4步:分析上步骤文件,找出某一段时间内消耗CPU资源最多的线程的前10位,(如果CPU占用资源过高是WAS造成的)则同时在指定时间段以内生成JAVACORE供分析。

 

###########################

#  Find out the Thread of  most CPU  

#  and TIME consumner  Top 10 .                         

###########################

##delete the /tmp/topdashH.$pid.$hostname.out   when completed the data Collection

############################

# Start collection of:  #

#  * javacores          #

#########################

# Javacores are output to the working directory of the JVM; in most cases this is the <profile_root>

echo "*********************************************************************"    

echo  "Step 4:" 

echo  "Starting collection of Javacores ..." 

echo  "Need $[$JAVACORE_VAL*$JAVACORE_VAL_T] seconds to complete This step:"
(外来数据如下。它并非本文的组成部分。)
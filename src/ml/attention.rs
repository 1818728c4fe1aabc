// ============================================================
// Layer 5 - Multi-Head Self-Attention
// ============================================================
// Burn's MultiHeadAttention splits d_model evenly across heads,
// so each head's key size is d_model / n_heads. The encoder
// blocks here need a free key size instead: with 3 sensor
// features, 5 heads and a key size of 100 the queries, keys
// and values live in a 500-wide space that is projected back
// to the 3 input features at the end.
//
//   x [batch, T, d_input]
//     → Q, K, V = Linear(d_input → heads × head_size)
//     → split heads                       [batch, heads, T, head_size]
//     → softmax(Q·Kᵀ / √head_size)        [batch, heads, T, T]
//     → dropout on attention weights
//     → weights · V, merge heads          [batch, T, heads × head_size]
//     → Linear(heads × head_size → d_input)
//
// Reference: Vaswani et al. (2017) Attention Is All You Need

use burn::{
    nn::{Dropout, DropoutConfig, Linear, LinearConfig},
    prelude::*,
    tensor::activation::softmax,
};

#[derive(Config, Debug)]
pub struct SelfAttentionConfig {
    /// Feature width of the input and output
    pub d_input:   usize,
    pub num_heads: usize,
    /// Size of each head's query/key/value vectors
    pub head_size: usize,
    #[config(default = 0.0)]
    pub dropout:   f64,
}

impl SelfAttentionConfig {
    pub fn init<B: Backend>(&self, device: &B::Device) -> SelfAttention<B> {
        let inner = self.num_heads * self.head_size;
        SelfAttention {
            query:     LinearConfig::new(self.d_input, inner).init(device),
            key:       LinearConfig::new(self.d_input, inner).init(device),
            value:     LinearConfig::new(self.d_input, inner).init(device),
            output:    LinearConfig::new(inner, self.d_input).init(device),
            dropout:   DropoutConfig::new(self.dropout).init(),
            num_heads: self.num_heads,
            head_size: self.head_size,
        }
    }
}

#[derive(Module, Debug)]
pub struct SelfAttention<B: Backend> {
    pub query:     Linear<B>,
    pub key:       Linear<B>,
    pub value:     Linear<B>,
    pub output:    Linear<B>,
    pub dropout:   Dropout,
    pub num_heads: usize,
    pub head_size: usize,
}

impl<B: Backend> SelfAttention<B> {
    /// x: [batch, seq_len, d_input] → [batch, seq_len, d_input]
    pub fn forward(&self, x: Tensor<B, 3>) -> Tensor<B, 3> {
        let [batch, seq_len, _] = x.dims();

        let q = self.split_heads(self.query.forward(x.clone()), batch, seq_len);
        let k = self.split_heads(self.key.forward(x.clone()), batch, seq_len);
        let v = self.split_heads(self.value.forward(x), batch, seq_len);

        let scale   = 1.0 / (self.head_size as f32).sqrt();
        let scores  = q.matmul(k.transpose()).mul_scalar(scale);
        let weights = self.dropout.forward(softmax(scores, 3));

        let context = weights
            .matmul(v)
            .swap_dims(1, 2)
            .reshape([batch, seq_len, self.num_heads * self.head_size]);

        self.output.forward(context)
    }

    // [batch, seq, heads × size] → [batch, heads, seq, size]
    fn split_heads(&self, x: Tensor<B, 3>, batch: usize, seq_len: usize) -> Tensor<B, 4> {
        x.reshape([batch, seq_len, self.num_heads, self.head_size])
            .swap_dims(1, 2)
    }
}
// ============================================================
// Layer 3 - Domain Layer
// ============================================================
// Plain Rust types describing what the system works with:
// sensor readings, magnitude windows, activity classes and
// the predictions a model produces for them.
//
// Rules for this layer:
//   - NO Burn framework types allowed here
//   - NO file I/O
//   - Only plain Rust structs, enums, and traits
//
// Everything tensor-shaped lives in Layer 5 (ml); this layer
// only knows about Vec<f32> and the shapes callers ask for.
//
// Reference: Rust Book §5 (Structs), §10 (Traits)

// The nine SHL transport/locomotion classes and predictions over them
pub mod activity;

// Sensors, triaxial readings and device formats
pub mod sensor;

// The (timesteps, features) input shape handed to every builder
pub mod shape;

// Bounded FIFO of the latest sensor magnitudes
pub mod window;

// Core abstractions (traits) that other layers implement
pub mod traits;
##clear the javacore about this PID first:

rm -f /opt/IBM/WebSphere/AppServer/profiles/$wasappname/javacore*$pid*

##then generate the javacore

        kill -3 $pid ;

        echo "Collected the first javacore for PID $pid ."   

        sleep $221

        

        kill -3 $pid ;

        echo "Collected the second javacore for PID $pid ." 

        sleep $JAVACORE_VAL

 

        kill -3 $pid ;

        echo "Collected the third javacore for PID $pid ."     

        sleep $JAVACORE_VAL    

        

##mv the javacore to the /tmp DIR and then zip:

rm -f /tmp/javacore*

mv -f /opt/IBM/WebSphere/AppServer/profiles/$wasappname/javacore*$pid*     /tmp/

cd /tmp

tar -zcvf javacore.$(date +%Y%m%d"."%H%M%S).$pid.gz javacore*$pid*

 

5步:显示分析结果并将分析结果保存到临时文件中

 

echo "*********************************************************************"  

echo  "Step 5:" 

echo  "Print out the Analysis infomantion:" 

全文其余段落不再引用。